Records drawn from a dataset:
# # #
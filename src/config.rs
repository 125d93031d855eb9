use std::fs;
use std::path::{Path, PathBuf};
use std::time::Duration;

use anyhow::{Context, Result};
use serde::{Deserialize, Serialize};

pub const DEFAULT_CONFIG_FILE: &str = "config.yaml";
pub const DEFAULT_SNAPSHOTS_DIR: &str = "snapshots";
pub const DEFAULT_WORKSPACE_ROOT: &str = "/workspaces/glueops";
pub const DEFAULT_PROM_NAMESPACE: &str = "glueops-core-kube-prometheus-stack";
pub const DEFAULT_PROM_SERVICE: &str = "prometheus-operated";
pub const DEFAULT_PROM_PORT: u16 = 9090;
pub const DEFAULT_KUBECTL: &str = "kubectl";
pub const DEFAULT_PORT_FORWARD_TIMEOUT_SECS: u64 = 25;
pub const DEFAULT_REQUEST_TIMEOUT_SECS: u64 = 30;

/// Optional settings read from the YAML config file.
#[derive(Clone, Debug, Default, PartialEq, Eq, Serialize, Deserialize)]
#[serde(default)]
pub struct FileConfig {
    pub prometheus_namespace: Option<String>,
    pub prometheus_service: Option<String>,
    pub prometheus_port: Option<u16>,
    pub prometheus_url: Option<String>,
    pub snapshots_dir: Option<PathBuf>,
    pub workspace_root: Option<PathBuf>,
    pub kubectl: Option<String>,
    pub port_forward_timeout_secs: Option<u64>,
    pub request_timeout_secs: Option<u64>,
}

impl FileConfig {
    /// Loads the config file. A missing or empty file yields the defaults.
    pub fn load(path: &Path) -> Result<Self> {
        if !path.exists() {
            tracing::debug!(path = %path.display(), "no config file, using defaults");
            return Ok(Self::default());
        }
        let content = fs::read_to_string(path)
            .with_context(|| format!("read config file {}", path.display()))?;
        if content.trim().is_empty() {
            return Ok(Self::default());
        }
        let cfg: FileConfig = serde_yaml::from_str(&content)
            .with_context(|| format!("parse config file {}", path.display()))?;
        Ok(cfg)
    }

    pub fn snapshots_dir(&self, flag: Option<PathBuf>) -> PathBuf {
        flag.or_else(|| self.snapshots_dir.clone())
            .unwrap_or_else(|| PathBuf::from(DEFAULT_SNAPSHOTS_DIR))
    }

    pub fn workspace_root(&self) -> PathBuf {
        self.workspace_root
            .clone()
            .unwrap_or_else(|| PathBuf::from(DEFAULT_WORKSPACE_ROOT))
    }
}

/// Connection flags given on the command line; each one overrides the config file.
#[derive(Clone, Debug, Default)]
pub struct ConnectionOverrides {
    pub url: Option<String>,
    pub namespace: Option<String>,
    pub service: Option<String>,
    pub port: Option<u16>,
}

#[derive(Clone, Debug, PartialEq, Eq)]
pub struct ServiceTarget {
    pub namespace: String,
    pub service: String,
    pub port: u16,
}

#[derive(Clone, Debug, PartialEq, Eq)]
pub enum Endpoint {
    /// Talk to Prometheus at this base URL (no trailing slash).
    Direct(String),
    /// Reach Prometheus through `kubectl port-forward`.
    PortForward(ServiceTarget),
}

#[derive(Clone, Debug)]
pub struct ConnectionSettings {
    pub endpoint: Endpoint,
    /// Namespace recorded in snapshot metadata, even when a direct URL is used.
    pub namespace: String,
    pub kubectl: String,
    pub port_forward_timeout: Duration,
    pub request_timeout: Duration,
}

impl ConnectionSettings {
    pub fn resolve(overrides: &ConnectionOverrides, cfg: &FileConfig) -> Self {
        let namespace = overrides
            .namespace
            .clone()
            .or_else(|| cfg.prometheus_namespace.clone())
            .unwrap_or_else(|| DEFAULT_PROM_NAMESPACE.to_string());
        let service = overrides
            .service
            .clone()
            .or_else(|| cfg.prometheus_service.clone())
            .unwrap_or_else(|| DEFAULT_PROM_SERVICE.to_string());
        let port = overrides
            .port
            .or(cfg.prometheus_port)
            .unwrap_or(DEFAULT_PROM_PORT);

        let endpoint = match overrides.url.as_ref().or(cfg.prometheus_url.as_ref()) {
            Some(url) => Endpoint::Direct(url.trim_end_matches('/').to_string()),
            None => Endpoint::PortForward(ServiceTarget {
                namespace: namespace.clone(),
                service,
                port,
            }),
        };

        Self {
            endpoint,
            namespace,
            kubectl: cfg
                .kubectl
                .clone()
                .unwrap_or_else(|| DEFAULT_KUBECTL.to_string()),
            port_forward_timeout: Duration::from_secs(
                cfg.port_forward_timeout_secs
                    .unwrap_or(DEFAULT_PORT_FORWARD_TIMEOUT_SECS),
            ),
            request_timeout: Duration::from_secs(
                cfg.request_timeout_secs
                    .unwrap_or(DEFAULT_REQUEST_TIMEOUT_SECS),
            ),
        }
    }
}

#[cfg(test)]
#[path = "tests/config_tests.rs"]
mod tests;
use serde::{Deserialize, Serialize};

pub const UNKNOWN: &str = "unknown";

/// Metadata recorded alongside the metric names of a snapshot.
///
/// Every field is optional on read so that hand-edited or older snapshot files
/// still load; writers fill all of them.
#[derive(Clone, Debug, Default, PartialEq, Eq, Serialize, Deserialize)]
pub struct SnapshotMetadata {
    #[serde(default, skip_serializing_if = "Option::is_none")]
    pub platform_version: Option<String>,
    #[serde(default, skip_serializing_if = "Option::is_none")]
    pub argocd_version: Option<String>,
    #[serde(default, skip_serializing_if = "Option::is_none")]
    pub codespace_version: Option<String>,
    #[serde(default, skip_serializing_if = "Option::is_none")]
    pub captain_domain: Option<String>,
    #[serde(default, skip_serializing_if = "Option::is_none")]
    pub prometheus_namespace: Option<String>,
    #[serde(default, skip_serializing_if = "Option::is_none")]
    pub timestamp: Option<String>,
    #[serde(default, skip_serializing_if = "Option::is_none")]
    pub metrics_count: Option<u64>,
}

#[derive(Clone, Debug, Default, PartialEq, Eq, Serialize, Deserialize)]
pub struct Snapshot {
    #[serde(default)]
    pub metadata: SnapshotMetadata,
    #[serde(default)]
    pub metrics: Vec<String>,
}

impl Snapshot {
    /// Builds a snapshot from raw metric names. Names are sorted and
    /// de-duplicated, and `metrics_count` is derived from the result.
    pub fn new(mut metrics: Vec<String>, mut metadata: SnapshotMetadata, timestamp: String) -> Self {
        metrics.sort();
        metrics.dedup();
        metadata.timestamp = Some(timestamp);
        metadata.metrics_count = Some(metrics.len() as u64);
        Self { metadata, metrics }
    }

    pub fn platform_version(&self) -> &str {
        self.metadata.platform_version.as_deref().unwrap_or(UNKNOWN)
    }

    pub fn timestamp(&self) -> &str {
        self.metadata.timestamp.as_deref().unwrap_or(UNKNOWN)
    }
}

/// Release versions of the platform components a snapshot was taken on.
#[derive(Clone, Debug, PartialEq, Eq)]
pub struct PlatformVersions {
    pub platform_version: String,
    pub argocd_version: String,
    pub codespace_version: String,
}

impl Default for PlatformVersions {
    fn default() -> Self {
        Self {
            platform_version: UNKNOWN.to_string(),
            argocd_version: UNKNOWN.to_string(),
            codespace_version: UNKNOWN.to_string(),
        }
    }
}

/// One row of `list --json` output.
#[derive(Clone, Debug, Serialize)]
pub struct SnapshotSummary {
    pub file: String,
    pub platform_version: Option<String>,
    pub metrics_count: Option<u64>,
    pub timestamp: Option<String>,
    #[serde(skip_serializing_if = "Option::is_none")]
    pub error: Option<String>,
}
use std::process::Command;

use anyhow::{Context, Result};

fn run_prom_snapshot(args: &[&str]) -> Result<String> {
    let out = Command::new(env!("CARGO_BIN_EXE_prom-snapshot"))
        .args(args)
        .output()
        .with_context(|| format!("run prom-snapshot {:?}", args))?;

    if !out.status.success() {
        anyhow::bail!(
            "prom-snapshot {:?} failed (status {:?})\nstdout:\n{}\nstderr:\n{}",
            args,
            out.status,
            String::from_utf8_lossy(&out.stdout),
            String::from_utf8_lossy(&out.stderr)
        );
    }

    Ok(String::from_utf8_lossy(&out.stdout).to_string())
}

#[test]
fn cli_help_surface_is_stable() -> Result<()> {
    let help = run_prom_snapshot(&["--help"])?;
    assert!(help.contains("Usage: prom-snapshot"));
    assert!(help.contains("snapshot"));
    assert!(help.contains("list"));
    assert!(help.contains("compare"));
    assert!(help.contains("--dir"));
    assert!(help.contains("prom-snapshot compare latest"));

    let snap_help = run_prom_snapshot(&["snapshot", "--help"])?;
    for flag in ["--output", "--url", "--namespace", "--service", "--port", "--cluster-path", "--json"] {
        assert!(snap_help.contains(flag), "snapshot help missing {flag}");
    }

    let compare_help = run_prom_snapshot(&["compare", "--help"])?;
    assert!(compare_help.contains("Usage: prom-snapshot compare [OPTIONS] <SNAPSHOT_A> <SNAPSHOT_B>"));
    assert!(compare_help.contains("--verbose"));

    Ok(())
}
# # #
### YOUR GOAL
For each line in the records that contains the word "timestamp", make a copy.

### SOLVED EXERCISE
    pub timestamp: Option<String>,
    pub fn new(mut metrics: Vec<String>, mut metadata: SnapshotMetadata, timestamp: String) -> Self {
        metadata.timestamp = Some(timestamp);
    pub fn timestamp(&self) -> &str {
        self.metadata.timestamp.as_deref().unwrap_or(UNKNOWN)
    pub timestamp: Option<String>,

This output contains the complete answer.